There are many good reasons to be unhappy with the economy today: by conventional social democratic metrics like union density, welfare generosity, and public ownership levels, the economy is not in good shape, and recent trends have been mixed at best.

by Matt Bruenig, Jacobin

I have been closely monitoring the recent discourse on the goodness of the economy, and I think I’ve fully mapped it out and understand why it keeps breaking down. What is being presented as an argument about one question is actually an argument about three different questions:

  1. Is the economy good?
  2. Did Joe Biden do a good job with the economy given political constraints?
  3. Why do people say the economy is bad when asked by survey takers?

Each of these questions is interesting when analyzed separately. But when you mush them together without realizing you are doing that, you end up in a rhetorical quagmire that causes frustration and confusion.

Presidential candidate and former Vice President Joe Biden (D - Delaware) makes a speech at a campaign stop at the River Center in Des Moines, Iowa.
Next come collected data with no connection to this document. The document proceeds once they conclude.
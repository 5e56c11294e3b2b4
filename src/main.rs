mod input;
mod ui;

use crossterm::event::{self, Event, KeyEventKind};
use crossterm::terminal::{
    disable_raw_mode, enable_raw_mode, EnterAlternateScreen, LeaveAlternateScreen,
};
use crossterm::ExecutableCommand;
use input::{handle_game_input, GameOverlay, InputResult};
use rand::rngs::StdRng;
use rand::SeedableRng;
use ratatui::{backend::CrosstermBackend, Terminal};
use serpent::build_info;
use serpent::core::constants::FRAME_POLL_MS;
use serpent::core::{load_config, GameConfig, GameController, LogLevel};
use serpent::history::{history_path, load_history, record_game_at, Leaderboard};
use serpent::snake::{InputCommand, SessionEvent};
use std::io;
use std::path::PathBuf;
use std::time::{Duration, Instant};

/// Command-line overrides on top of `config.json`.
#[derive(Debug, Default, PartialEq, Eq)]
struct CliArgs {
    tiles: Option<i16>,
    speed: Option<u32>,
    seed: Option<u64>,
    autoplay: bool,
    greedy: bool,
}

impl CliArgs {
    fn apply(&self, mut config: GameConfig) -> GameConfig {
        if let Some(tiles) = self.tiles {
            config.tile_count = tiles;
        }
        if let Some(speed) = self.speed {
            config.initial_speed = speed;
        }
        if self.seed.is_some() {
            config.seed = self.seed;
        }
        if self.greedy {
            config.autoplay_collision_avoidance = false;
        }
        config.validated()
    }
}

enum CliCommand {
    Play(CliArgs),
    Help,
    Version,
}

fn parse_value<T: std::str::FromStr>(flag: &str, value: Option<&String>) -> Result<T, String> {
    value
        .and_then(|v| v.parse().ok())
        .ok_or_else(|| format!("{} requires a number", flag))
}

fn parse_args(args: &[String]) -> Result<CliCommand, String> {
    let mut cli = CliArgs::default();
    let mut iter = args.iter().skip(1);
    while let Some(arg) = iter.next() {
        match arg.as_str() {
            "--help" | "-h" => return Ok(CliCommand::Help),
            "--version" | "-v" => return Ok(CliCommand::Version),
            "--tiles" => cli.tiles = Some(parse_value(arg, iter.next())?),
            "--speed" => cli.speed = Some(parse_value(arg, iter.next())?),
            "--seed" => cli.seed = Some(parse_value(arg, iter.next())?),
            "--autoplay" => cli.autoplay = true,
            "--greedy" => cli.greedy = true,
            other => return Err(format!("Unknown argument: {}", other)),
        }
    }
    Ok(CliCommand::Play(cli))
}

fn print_usage() {
    println!(
        "Serpent - toroidal combo snake\n\
         \n\
         Usage: serpent [OPTIONS]\n\
         \n\
         Options:\n\
         \x20 --tiles N      Board size in cells per side (default: 20)\n\
         \x20 --speed N      Starting speed in cells per second (default: 5)\n\
         \x20 --seed N       Fixed seed for food placement\n\
         \x20 --autoplay     Start with autoplay on\n\
         \x20 --greedy       Autoplay heads straight for food without pathfinding\n\
         \x20 --version, -v  Show version information\n\
         \x20 --help, -h     Show this help\n\
         \n\
         Keys: arrows steer, A autoplay, R restart, H history, Q quit"
    );
}

fn main() -> io::Result<()> {
    let args: Vec<String> = std::env::args().collect();
    let cli = match parse_args(&args) {
        Ok(CliCommand::Play(cli)) => cli,
        Ok(CliCommand::Help) => {
            print_usage();
            return Ok(());
        }
        Ok(CliCommand::Version) => {
            println!("{}", build_info::version_string());
            return Ok(());
        }
        Err(message) => {
            eprintln!("{}", message);
            eprintln!("Run 'serpent --help' for usage.");
            std::process::exit(1);
        }
    };

    let config = cli.apply(load_config());
    let rng = match config.seed {
        Some(seed) => StdRng::seed_from_u64(seed),
        None => StdRng::from_entropy(),
    };
    let now = Instant::now();
    let mut controller = GameController::new(config, rng, now);
    if cli.autoplay {
        controller.handle_input(InputCommand::ToggleAutoplay, now);
    }

    let mut board = load_history();
    let history_file = history_path().ok();

    // Setup terminal
    enable_raw_mode()?;
    let mut stdout = io::stdout();
    stdout.execute(EnterAlternateScreen)?;
    let backend = CrosstermBackend::new(stdout);
    let mut terminal = Terminal::new(backend)?;

    let result = run(&mut terminal, &mut controller, &mut board, history_file);

    // Restore the terminal even when the loop failed
    disable_raw_mode()?;
    terminal.backend_mut().execute(LeaveAlternateScreen)?;
    terminal.show_cursor()?;

    result
}

fn run(
    terminal: &mut Terminal<CrosstermBackend<io::Stdout>>,
    controller: &mut GameController<StdRng>,
    board: &mut Leaderboard,
    history_file: Option<PathBuf>,
) -> io::Result<()> {
    let mut overlay = GameOverlay::None;
    let frame_budget = Duration::from_millis(FRAME_POLL_MS);

    loop {
        let snapshot = controller.snapshot();
        let log = controller.log();
        let shown_board: &Leaderboard = board;
        terminal.draw(|frame| ui::draw_ui(frame, &snapshot, log, shown_board, overlay))?;

        // Sleep until input arrives or the next timer is due
        let now = Instant::now();
        let timeout = controller
            .next_deadline()
            .map_or(frame_budget, |deadline| {
                deadline.saturating_duration_since(now).min(frame_budget)
            });

        if event::poll(timeout)? {
            if let Event::Key(key) = event::read()? {
                if key.kind == KeyEventKind::Press {
                    match handle_game_input(key, controller, &mut overlay, Instant::now()) {
                        InputResult::Quit => break,
                        InputResult::Continue => {}
                        InputResult::Events(events) => {
                            record_finished_games(&events, controller, board, &history_file)
                        }
                    }
                }
            }
        }

        let events = controller.run_due(Instant::now());
        record_finished_games(&events, controller, board, &history_file);
    }
    Ok(())
}

/// Put finished games on the leaderboard and persist it. A failed save is
/// reported in the event log and the game carries on.
fn record_finished_games(
    events: &[SessionEvent],
    controller: &mut GameController<StdRng>,
    board: &mut Leaderboard,
    history_file: &Option<PathBuf>,
) {
    for event in events {
        let SessionEvent::GameOver { record } = event else {
            continue;
        };
        let rank = match history_file {
            Some(path) => match record_game_at(path, board, record.clone()) {
                Ok(rank) => rank,
                Err(e) => {
                    controller
                        .log_mut()
                        .add_log_entry(format!("History not saved: {}", e), LogLevel::Warning);
                    continue;
                }
            },
            None => board.insert(record.clone()),
        };
        if let Some(rank) = rank {
            controller
                .log_mut()
                .add_log_entry(format!("New #{} on the board!", rank), LogLevel::Highlight);
        }
    }
}
//! Shared UI building blocks: frame layout, status bar, overlays.

use ratatui::{
    layout::{Alignment, Constraint, Direction, Layout, Rect},
    style::{Color, Modifier, Style},
    text::{Line, Span},
    widgets::{Block, Borders, Clear, Paragraph},
    Frame,
};

/// Layout areas returned by `create_game_layout`.
pub struct GameLayout {
    /// Play field, top left inside the outer border
    pub content: Rect,
    /// Two-line status bar under the play field
    pub status_bar: Rect,
    /// Right-hand info panel
    pub info_panel: Rect,
}

/// Split the screen into play field, status bar and info panel.
///
/// ```text
/// ┌─ Title ─────────────────────────┬─ Info ──────┐
/// │                                 │             │
/// │   [content area]                │  [info]     │
/// │                                 │             │
/// │ [status bar - 2 lines]          │             │
/// └─────────────────────────────────┴─────────────┘
/// ```
pub fn create_game_layout(
    frame: &mut Frame,
    area: Rect,
    title: &str,
    border_color: Color,
    content_min_height: u16,
    info_panel_width: u16,
) -> GameLayout {
    frame.render_widget(Clear, area);

    let block = Block::default()
        .title(title)
        .borders(Borders::ALL)
        .border_style(Style::default().fg(border_color));

    let inner = block.inner(area);
    frame.render_widget(block, area);

    let h_chunks = Layout::default()
        .direction(Direction::Horizontal)
        .constraints([Constraint::Min(20), Constraint::Length(info_panel_width)])
        .split(inner);

    let v_chunks = Layout::default()
        .direction(Direction::Vertical)
        .constraints([Constraint::Min(content_min_height), Constraint::Length(2)])
        .split(h_chunks[0]);

    GameLayout {
        content: v_chunks[0],
        status_bar: v_chunks[1],
        info_panel: h_chunks[1],
    }
}

/// Render the two-line status bar: a message, then `(key, action)` hints.
pub fn render_status_bar(
    frame: &mut Frame,
    area: Rect,
    status_text: &str,
    status_color: Color,
    controls: &[(&str, &str)],
) {
    if area.height < 1 {
        return;
    }

    let status = Paragraph::new(status_text)
        .style(Style::default().fg(status_color))
        .alignment(Alignment::Center);
    frame.render_widget(status, Rect { height: 1, ..area });

    if area.height >= 2 && !controls.is_empty() {
        let mut spans = Vec::new();
        for (i, (key, action)) in controls.iter().enumerate() {
            if i > 0 {
                spans.push(Span::raw("  "));
            }
            spans.push(Span::styled(*key, Style::default().fg(Color::White)));
            spans.push(Span::styled(
                format!(" {}", action),
                Style::default().fg(Color::DarkGray),
            ));
        }

        let controls_line = Paragraph::new(Line::from(spans)).alignment(Alignment::Center);
        frame.render_widget(
            controls_line,
            Rect {
                y: area.y + 1,
                height: 1,
                ..area
            },
        );
    }
}

/// Render a game-over banner over the bottom of `area`, leaving the field
/// above it visible.
pub fn render_game_over_banner(
    frame: &mut Frame,
    area: Rect,
    color: Color,
    title: &str,
    message: &str,
    hint: &str,
) {
    let banner_height: u16 = 5;
    let banner_area = Rect {
        x: area.x,
        y: area.y + area.height.saturating_sub(banner_height),
        width: area.width,
        height: banner_height.min(area.height),
    };

    frame.render_widget(Clear, banner_area);

    let block = Block::default()
        .borders(Borders::ALL)
        .border_style(Style::default().fg(color));
    let inner = block.inner(banner_area);
    frame.render_widget(block, banner_area);

    let lines = vec![
        Line::from(Span::styled(
            title,
            Style::default().fg(color).add_modifier(Modifier::BOLD),
        )),
        Line::from(Span::styled(message, Style::default().fg(Color::White))),
        Line::from(Span::styled(hint, Style::default().fg(Color::DarkGray))),
    ];

    let text = Paragraph::new(lines).alignment(Alignment::Center);
    frame.render_widget(text, inner);
}

/// Render an info panel frame with the standard " Info " title.
///
/// Returns the inner Rect for content rendering.
pub fn render_info_panel_frame(frame: &mut Frame, area: Rect) -> Rect {
    let block = Block::default()
        .title(" Info ")
        .borders(Borders::ALL)
        .border_style(Style::default().fg(Color::DarkGray));
    let inner = block.inner(area);
    frame.render_widget(block, area);
    inner
}

/// A `width` x `height` box centered in `area`, clipped to fit.
pub fn centered_rect(area: Rect, width: u16, height: u16) -> Rect {
    let width = width.min(area.width);
    let height = height.min(area.height);
    Rect::new(
        area.x + (area.width - width) / 2,
        area.y + (area.height - height) / 2,
        width,
        height,
    )
}

#[cfg(test)]
mod tests {
    use super::*;

    #[test]
    fn test_centered_rect_fits() {
        let area = Rect::new(0, 0, 80, 24);
        let modal = centered_rect(area, 40, 10);
        assert_eq!(modal, Rect::new(20, 7, 40, 10));
    }

    #[test]
    fn test_centered_rect_clips_to_area() {
        let area = Rect::new(5, 5, 30, 8);
        let modal = centered_rect(area, 40, 10);
        assert_eq!(modal, Rect::new(5, 5, 30, 8));
    }
}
My interest in the debate is mostly on question number one, i.e. whether the economy is good. When I was introduced to this discourse, this seemed to be what people were arguing about, with the consensus sentiment from liberal thought-leaders being that the economy is not only good, but is extremely good, and that any viewpoint to the contrary is bad faith, borderline insane, or factually bankrupt.

I found this peculiar, because whether the economy is good or bad is, at minimum, a highly contestable question that turns as much on your ideological views about what makes an economy good as it does on various factual indicators.